Meteorologists raised the city's most severe Typhoon 10 warning as the storm hit, only the third time they have done so since 1997, when the former British colony was handed over to China.

The storm passed as close as 60 kilometres (37 miles) and made landfall at noon (0400 GMT) in the southern mainland Chinese city of Zhuhai.

Thousands of people were evacuated Tuesday in parts of south China in preparation for the typhoon's arrival, the official Xinhua news agency said.

Hato sent metres-high waves crashing into Hong Kong's shorelines with flooding knee deep in some areas.

Gusts of up to 207 kilometres per hour brought flying debris, tearing down trees and scaffolding and smashing skyscraper windows.

Fallen trees cut off roads to parts of the territory, with the city's popular Victoria Park covered in a mass of strewn branches.

"I was on my balcony in the village of Yuen Long when a tree literally flew past my house," said Dave Coulson from the rural northwestern New Territories, who added he was having frequent power cuts.

Normally packed streets were eerily empty as the storm reached its height, aside from a few who tried to battle through the winds.

Hong Kong's flagship carrier Cathay Pacific said almost all its flights leaving before 5:00pm (0900 GMT) Wednesday would be cancelled, with Hong Kong Airlines following suit. More than 400 flights were axed in total.

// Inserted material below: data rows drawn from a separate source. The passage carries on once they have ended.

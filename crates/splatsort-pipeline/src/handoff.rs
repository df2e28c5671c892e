//! Double-buffer handoff between sort jobs and the renderer

use crate::pool::BufferPool;
use parking_lot::{Mutex, RwLock, RwLockReadGuard};

/// Read guard over the active sorted-index buffer
pub type ActiveIndices<'a> = parking_lot::MappedRwLockReadGuard<'a, [i32]>;

struct Slots {
    buffers: [Option<Vec<i32>>; 2],
    active: usize,
}

/// Two index-buffer slots with one active for readers at any instant.
///
/// A completing sort job publishes into the inactive slot and flips the
/// active flag under the write lock, so a concurrent reader either sees
/// the old buffer or the new one, never a half-written mix. The
/// displaced buffer is not returned to the pool right away: the consumer
/// may have issued work against it, so it sits on a retired list until
/// the consumer signals the start of its next cycle.
pub struct IndexHandoff {
    slots: RwLock<Slots>,
    retired: Mutex<Vec<Vec<i32>>>,
}

impl IndexHandoff {
    pub fn new() -> Self {
        Self {
            slots: RwLock::new(Slots {
                buffers: [None, None],
                active: 0,
            }),
            retired: Mutex::new(Vec::new()),
        }
    }

    /// Current consumption-safe buffer, or `None` before the first
    /// publish. Never blocks beyond the read lock.
    pub fn active(&self) -> Option<ActiveIndices<'_>> {
        let guard = self.slots.read();
        RwLockReadGuard::try_map(guard, |slots| slots.buffers[slots.active].as_deref()).ok()
    }

    /// Publish a freshly sorted buffer: it becomes active, and whatever
    /// was active before moves to the retired list.
    pub fn publish(&self, fresh: Vec<i32>) {
        let (displaced, leftover) = {
            let mut slots = self.slots.write();
            let inactive = 1 - slots.active;
            // Normally empty; holds a buffer only if two publishes land
            // between consumer cycles
            let leftover = slots.buffers[inactive].replace(fresh);
            slots.active = inactive;
            let displaced_idx = 1 - slots.active;
            let displaced = slots.buffers[displaced_idx].take();
            (displaced, leftover)
        };

        let mut retired = self.retired.lock();
        retired.extend(displaced);
        retired.extend(leftover);
    }

    /// Release retired buffers back to `pool`. Call at the start of a
    /// consumption cycle, once no work issued against earlier buffers
    /// can still be outstanding.
    pub fn drain_retired(&self, pool: &BufferPool<i32>) {
        let retired = std::mem::take(&mut *self.retired.lock());
        for buf in retired {
            pool.release(buf);
        }
    }

    /// Number of buffers awaiting deferred release
    pub fn retired_count(&self) -> usize {
        self.retired.lock().len()
    }
}

impl Default for IndexHandoff {
    fn default() -> Self {
        Self::new()
    }
}

#[cfg(test)]
mod tests {
    use super::*;
    use std::sync::atomic::{AtomicBool, Ordering};
    use std::sync::Arc;

    #[test]
    fn test_not_ready_before_first_publish() {
        let handoff = IndexHandoff::new();
        assert!(handoff.active().is_none());
    }

    #[test]
    fn test_publish_swaps_and_retires() {
        let pool = BufferPool::new();
        let handoff = IndexHandoff::new();

        handoff.publish(vec![0, 1, 2]);
        assert_eq!(&*handoff.active().unwrap(), &[0, 1, 2]);
        assert_eq!(handoff.retired_count(), 0);

        handoff.publish(vec![2, 1, 0]);
        assert_eq!(&*handoff.active().unwrap(), &[2, 1, 0]);
        assert_eq!(handoff.retired_count(), 1);

        handoff.drain_retired(&pool);
        assert_eq!(handoff.retired_count(), 0);
        // Pool sees it as a foreign buffer unless it was acquired there;
        // use an acquired one to check the full cycle
        let buf = pool.acquire(3).unwrap();
        handoff.publish(buf);
        handoff.publish(pool.acquire(3).unwrap());
        handoff.drain_retired(&pool);
        assert_eq!(pool.idle_count(), 1);
    }

    #[test]
    fn test_concurrent_reads_never_tear() {
        // Writers publish same-length buffers filled with a single
        // marker value; readers must only ever observe uniform contents
        // of the expected length.
        let handoff = Arc::new(IndexHandoff::new());
        let stop = Arc::new(AtomicBool::new(false));
        let len = 512;

        handoff.publish(vec![0; len]);

        let mut readers = Vec::new();
        for _ in 0..3 {
            let handoff = Arc::clone(&handoff);
            let stop = Arc::clone(&stop);
            readers.push(std::thread::spawn(move || {
                while !stop.load(Ordering::Relaxed) {
                    if let Some(active) = handoff.active() {
                        assert_eq!(active.len(), len);
                        let first = active[0];
                        assert!(active.iter().all(|&v| v == first), "torn buffer observed");
                    }
                }
            }));
        }

        for generation in 1..200 {
            handoff.publish(vec![generation; len]);
        }
        stop.store(true, Ordering::Relaxed);
        for r in readers {
            r.join().unwrap();
        }

        // Every displaced buffer is retired exactly once
        assert_eq!(handoff.retired_count(), 199);
    }
}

As the storm moved on, the observatory lowered the warning signal to a Typhoon 8 in the afternoon.

Hong Kong is regularly besieged by typhoons between July and October, but direct hits are rare.

The city saw its strongest storm in 1962 when the eye of typhoon Wanda passed over and gusts of 284 kilometres per hour were recorded.

It killed 130 people and destroyed thousands of residential huts, leaving 72,000 people homeless.